C’était il y a un peu plus de 50 ans, en plein hiver. L’artiste sud-coréen Kim Tschang-Yeul (1929-2021), qui s’est alors récemment installé à Paris, déprime ferme dans son atelier. Profondément insatisfait de son travail, il se surprend à jeter un seau d’eau sur ses toiles. Après plusieurs heures, Kim Tschang-Yeul constate que de fines gouttelettes subsistent à la surface des compositions. Les petites perles aquatiques lui évoquent des pleurs, celles-là mêmes qui le ramènent à son passé traumatique, sa jeunesse lors de la guerre de Corée (1950-1953). À la suite de cette révélation de tableaux en larmes, celui qui est un né dans un petit village de Corée du Nord n’aura de cesse de représenter ces impalpables miroirs lustraux -non sans qu’ils évoquent la douleur humide des pietà de Rogier van der Weyden. Une œuvre pour réparer, pour consoler, tel sera son programme.

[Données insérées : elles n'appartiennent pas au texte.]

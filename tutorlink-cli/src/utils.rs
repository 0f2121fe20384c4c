use crate::args::{AddUserArgs, RoleArg};
use chrono::{DateTime, Utc};
use std::num::NonZeroU32;
use tutorlink::TutorlinkError;
use tutorlink::models::{ProviderProfile, RelationshipId, Role, SubjectId, User, UserId};

/// Accept either a relationship UUID or a `requester:provider` pair
pub fn resolve_relationship_id(reference: &str) -> tutorlink::Result<RelationshipId> {
    let reference = reference.trim();
    if reference.is_empty() {
        return Err(TutorlinkError::MissingArguments("relationship_id".to_string()));
    }

    if let Ok(id) = reference.parse::<RelationshipId>() {
        return Ok(id);
    }

    match reference.split_once(':') {
        Some((requester, provider)) if !requester.is_empty() && !provider.is_empty() => Ok(
            RelationshipId::for_pair(&UserId::from(requester), &UserId::from(provider)),
        ),
        _ => Err(TutorlinkError::NotFound(format!(
            "relationship '{}' (expected a UUID or requester:provider)",
            reference
        ))),
    }
}

/// Build the user described by `user add` arguments
pub fn build_user(args: &AddUserArgs) -> tutorlink::Result<User> {
    let role = match args.role {
        RoleArg::Requester => {
            if !args.subjects.is_empty() || args.capacity.is_some() {
                tracing::warn!(user_id = %args.id, "Ignoring provider options for a requester");
            }
            Role::RequesterOnly
        }
        RoleArg::Provider => Role::ProviderOnly {
            profile: provider_profile(args)?,
        },
        RoleArg::Both => Role::Both {
            profile: provider_profile(args)?,
        },
    };

    let user = User {
        id: UserId::from(args.id.trim()),
        name: args.name.clone(),
        email: args.email.clone(),
        role,
    };
    if user.id.is_blank() {
        return Err(TutorlinkError::MissingArguments("id".to_string()));
    }
    Ok(user)
}

fn provider_profile(args: &AddUserArgs) -> tutorlink::Result<ProviderProfile> {
    let subjects: Vec<SubjectId> = args
        .subjects
        .iter()
        .map(|s| SubjectId::from(s.trim()))
        .filter(|s| !s.is_blank())
        .collect();
    let capacity = args.capacity.and_then(NonZeroU32::new);

    match (subjects.is_empty(), capacity) {
        (false, Some(capacity)) => Ok(ProviderProfile::new(subjects, capacity)),
        (true, None) => Err(TutorlinkError::MissingArguments("subject, capacity".to_string())),
        (true, Some(_)) => Err(TutorlinkError::MissingArguments("subject".to_string())),
        (false, None) => Err(TutorlinkError::MissingArguments("capacity".to_string())),
    }
}

/// Parse an optional RFC 3339 instant, defaulting to now
pub fn parse_instant(value: Option<&str>) -> tutorlink::Result<DateTime<Utc>> {
    match value {
        None => Ok(Utc::now()),
        Some(value) => DateTime::parse_from_rfc3339(value.trim())
            .map(|instant| instant.with_timezone(&Utc))
            .map_err(|e| TutorlinkError::Other(format!("Invalid instant '{}': {}", value, e))),
    }
}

C’est au départ de ce travail sur-sensible que la commissaire Louma Salamé a imaginé Water, une exposition imparable réunissant un sérieux panel d’artistes, de Bill Viola à Léon Spilliaert, autour de la thématique de l’eau. Familiale sans être niaise, épatante sans être spectaculaire, la proposition attrape le visiteur par le col dès l’entrée où une Valse des Méduses, signée Céline Pagès et Christine Marchal, invite à contempler un gracieux ballet suspendu. De nombreux temps forts scandent ce parcours, richement fourni en œuvres, qui traverse la Villa Empain, d’une lumineuse camera obscura réalisée par Patrick Bailly-Maître-Grand au départ d’une sorte de dame-jeanne… jusqu’à une imposante marine, composée au goudron et au couteau par le Viêtnamien Bao Vuong.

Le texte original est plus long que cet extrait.